Research indicates I might need to download the image with fetch or similar and use a blob. I would get CORS errors with the fetch (but, notably, I can easily view the images in the reactjs app) so I included ‘no-cors’ in the below; the browser console suggested this might be a solution. Turns out, it’s probably not.

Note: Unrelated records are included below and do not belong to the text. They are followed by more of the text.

//! Structured logging.
//!
//! # Responsibilities
//! - Initialize the global tracing subscriber once per process
//! - Honor `RUST_LOG` over the configured level
//! - Select plain or JSON line output
//!
//! # Design Decisions
//! - Uses tracing crate for structured logging
//! - JSON format for machines, pretty format for terminals

use tracing_subscriber::{fmt, layer::SubscriberExt, util::SubscriberInitExt, EnvFilter};

/// Build the filter: `RUST_LOG` when set, otherwise `level` for this crate
/// and `warn` for everything else.
pub fn env_filter(level: &str) -> EnvFilter {
    EnvFilter::try_from_default_env()
        .unwrap_or_else(|_| EnvFilter::new(format!("warn,abex_deployer={}", level)))
}

/// Install the global subscriber. A second call is ignored.
pub fn init_logging(level: &str, json: bool) {
    let registry = tracing_subscriber::registry().with(env_filter(level));
    let result = if json {
        registry
            .with(fmt::layer().json().with_writer(std::io::stderr))
            .try_init()
    } else {
        registry
            .with(fmt::layer().with_writer(std::io::stderr))
            .try_init()
    };

    if result.is_err() {
        tracing::debug!("Logging already initialized");
    }
}
//! Deployment registry loading.

use std::path::{Path, PathBuf};

use serde_json::Value;

use crate::config::loader::read_file;
use crate::config::ConfigError;
use crate::registry::normalize::normalize_keys;
use crate::registry::schema::DeploymentRegistry;

/// Load, normalize and decode a registry file.
pub fn load(path: &Path) -> Result<DeploymentRegistry, ConfigError> {
    let content = read_file(path)?;
    let registry = decode(&content, path)?;

    tracing::info!(
        path = %path.display(),
        package = %registry.core.package,
        vaults = registry.vault_count(),
        symbols = registry.symbol_count(),
        coins = registry.coins.len(),
        "Deployment registry loaded"
    );
    Ok(registry)
}

/// Decode a registry document already held in memory.
pub fn load_str(content: &str) -> Result<DeploymentRegistry, ConfigError> {
    decode(content, &PathBuf::from("<inline>"))
}

fn decode(content: &str, path: &Path) -> Result<DeploymentRegistry, ConfigError> {
    let raw: Value = serde_json::from_str(content).map_err(|e| ConfigError::ParseFailure {
        path: path.to_path_buf(),
        reason: e.to_string(),
    })?;

    let normalized = normalize_keys(raw).map_err(|e| ConfigError::SchemaMismatch {
        field: e.path.clone(),
        reason: e.to_string(),
    })?;

    DeploymentRegistry::from_value(normalized)
}

#[cfg(test)]
mod tests {
    use super::*;
    use std::io::Write;

    const SNAKE_CASE: &str = r#"{
        "abex_core": {
            "package": "0x1", "upgrade_cap": "0x2", "admin_cap": "0x3",
            "market": "0x4", "alp_metadata": "0x5", "vaults_parent": "0x6",
            "symbols_parent": "0x7", "positions_parent": "0x8", "rebase_fee_model": "0x9",
            "vaults": { "BTC": { "reserving_fee_model": "0xaa", "weight": "1" } },
            "symbols": {}
        },
        "abex_feeder": { "package": "0xb", "upgrade_cap": "0xc", "feeder": {} },
        "coins": {},
        "coin_decimal": {}
    }"#;

    #[test]
    fn test_snake_case_registry_decodes() {
        let registry = load_str(SNAKE_CASE).unwrap();
        let btc = &registry.core.vaults["BTC"];
        assert_eq!(btc.weight, 1);
        assert_eq!(btc.reserving_fee_model, "0xaa".parse::<crate::blockchain::Address>().unwrap());
        assert_eq!(registry.feeder.upgrade_cap, Some("0xc".parse().unwrap()));
    }

    #[test]
    fn test_load_from_file() {
        let mut file = tempfile::NamedTempFile::new().unwrap();
        file.write_all(SNAKE_CASE.as_bytes()).unwrap();
        let registry = load(file.path()).unwrap();
        assert_eq!(registry.vault_count(), 1);
    }

    #[test]
    fn test_missing_file() {
        let err = load(Path::new("/nonexistent/deployments.json")).unwrap_err();
        assert!(matches!(err, ConfigError::NotFound { .. }));
    }

    #[test]
    fn test_malformed_json() {
        let err = load_str("{ \"abex_core\": ").unwrap_err();
        assert!(matches!(err, ConfigError::ParseFailure { .. }));
    }

    #[test]
    fn test_missing_section() {
        let err = load_str(r#"{ "coins": {}, "coin_decimal": {} }"#).unwrap_err();
        assert!(matches!(err, ConfigError::SchemaMismatch { .. }));
    }
}
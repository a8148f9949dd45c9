//! Signing identity and transaction signing.
//!
//! # Security
//! - Secret key material is accepted as base64 and never logged
//! - `Debug` prints the derived address only

use base64::{engine::general_purpose, Engine as _};
use ed25519_dalek::{Signer, SigningKey, VerifyingKey, PUBLIC_KEY_LENGTH, SECRET_KEY_LENGTH};

use crate::blockchain::types::{Address, IdentityError};
use crate::blockchain::wire::{self, ED25519_FLAG};

/// Ed25519 keypair used to sign the run's single transaction.
#[derive(Clone)]
pub struct SigningIdentity {
    signing_key: SigningKey,
    address: Address,
}

impl SigningIdentity {
    /// Derive an identity from base64-encoded secret key material.
    ///
    /// Accepted layouts after decoding:
    /// * 32 bytes: the secret seed
    /// * 33 bytes: scheme flag followed by the seed (keystore form)
    /// * 64 bytes: seed followed by its public key
    pub fn from_base64(material: &str) -> Result<Self, IdentityError> {
        let material = material.trim();
        if material.is_empty() {
            return Err(IdentityError::InvalidKeyEncoding(
                "secret key is empty".to_string(),
            ));
        }

        let bytes = general_purpose::STANDARD
            .decode(material)
            .map_err(|e| IdentityError::InvalidKeyEncoding(format!("not base64: {}", e)))?;

        Self::from_bytes(&bytes)
    }

    /// Derive an identity from decoded secret key bytes.
    pub fn from_bytes(bytes: &[u8]) -> Result<Self, IdentityError> {
        let seed = match bytes.len() {
            SECRET_KEY_LENGTH => &bytes[..],
            len if len == SECRET_KEY_LENGTH + 1 => {
                if bytes[0] != ED25519_FLAG {
                    return Err(IdentityError::InvalidKeyMaterial(format!(
                        "key scheme flag {:#04x} is not Ed25519",
                        bytes[0]
                    )));
                }
                &bytes[1..]
            }
            len if len == SECRET_KEY_LENGTH + PUBLIC_KEY_LENGTH => &bytes[..SECRET_KEY_LENGTH],
            len => {
                return Err(IdentityError::InvalidKeyEncoding(format!(
                    "decoded key is {} bytes, expected 32, 33 or 64",
                    len
                )))
            }
        };

        let mut secret = [0u8; SECRET_KEY_LENGTH];
        secret.copy_from_slice(seed);
        let signing_key = SigningKey::from_bytes(&secret);

        if bytes.len() == SECRET_KEY_LENGTH + PUBLIC_KEY_LENGTH {
            let public = &bytes[SECRET_KEY_LENGTH..];
            if signing_key.verifying_key().as_bytes()[..] != public[..] {
                return Err(IdentityError::InvalidKeyMaterial(
                    "public half does not match the secret seed".to_string(),
                ));
            }
        }

        let address = derive_address(&signing_key.verifying_key());
        tracing::info!(address = %address, "Signing identity resolved");

        Ok(Self {
            signing_key,
            address,
        })
    }

    /// Ledger address owned by this identity.
    pub fn address(&self) -> Address {
        self.address
    }

    pub fn public_key(&self) -> VerifyingKey {
        self.signing_key.verifying_key()
    }

    /// Sign serialized transaction data.
    ///
    /// Returns the base64 wire signature: `flag || signature || public key`.
    pub fn sign_transaction(&self, tx_bytes: &[u8]) -> String {
        let digest = wire::signing_digest(tx_bytes);
        let signature = self.signing_key.sign(&digest);

        let mut serialized = Vec::with_capacity(1 + 64 + PUBLIC_KEY_LENGTH);
        serialized.push(ED25519_FLAG);
        serialized.extend_from_slice(&signature.to_bytes());
        serialized.extend_from_slice(self.signing_key.verifying_key().as_bytes());
        general_purpose::STANDARD.encode(serialized)
    }
}

/// `blake2b256(flag || public_key)`.
pub fn derive_address(public_key: &VerifyingKey) -> Address {
    Address::new(wire::blake2b256(&[&[ED25519_FLAG][..], &public_key.as_bytes()[..]]))
}

impl std::fmt::Debug for SigningIdentity {
    fn fmt(&self, f: &mut std::fmt::Formatter<'_>) -> std::fmt::Result {
        f.debug_struct("SigningIdentity")
            .field("address", &self.address)
            .finish()
    }
}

const ImageDownloader = () => {
const imageUrl = 'https://my-bucket-name.s3.amazonaws.com/path-to-my-image.jpg';
try {
// Fetch the image with no-cors mode
const response = await fetch(imageUrl, {
mode: 'no-cors'
});
const blob = await response.blob();
const url = window.URL.createObjectURL(blob);
const link = document.createElement('a');
link.href = url;
link.setAttribute('download', 'downloaded-image.jpg');
document.body.appendChild(link);
link.click();
document.body.removeChild(link);
window.URL.revokeObjectURL(url);
} catch (error) {
console.error('Error downloading the image', error);
}
This gives me the ‘download’ in the browser, but the file is of zero bytes. If I look a the network response in the dev console, I see that the full file size got downloaded.
I tried npm packages file-saver
and js-file-download
too.
Long story short – I’ve got an image that I can easily access in my browser and I just want to let people download it. Please help.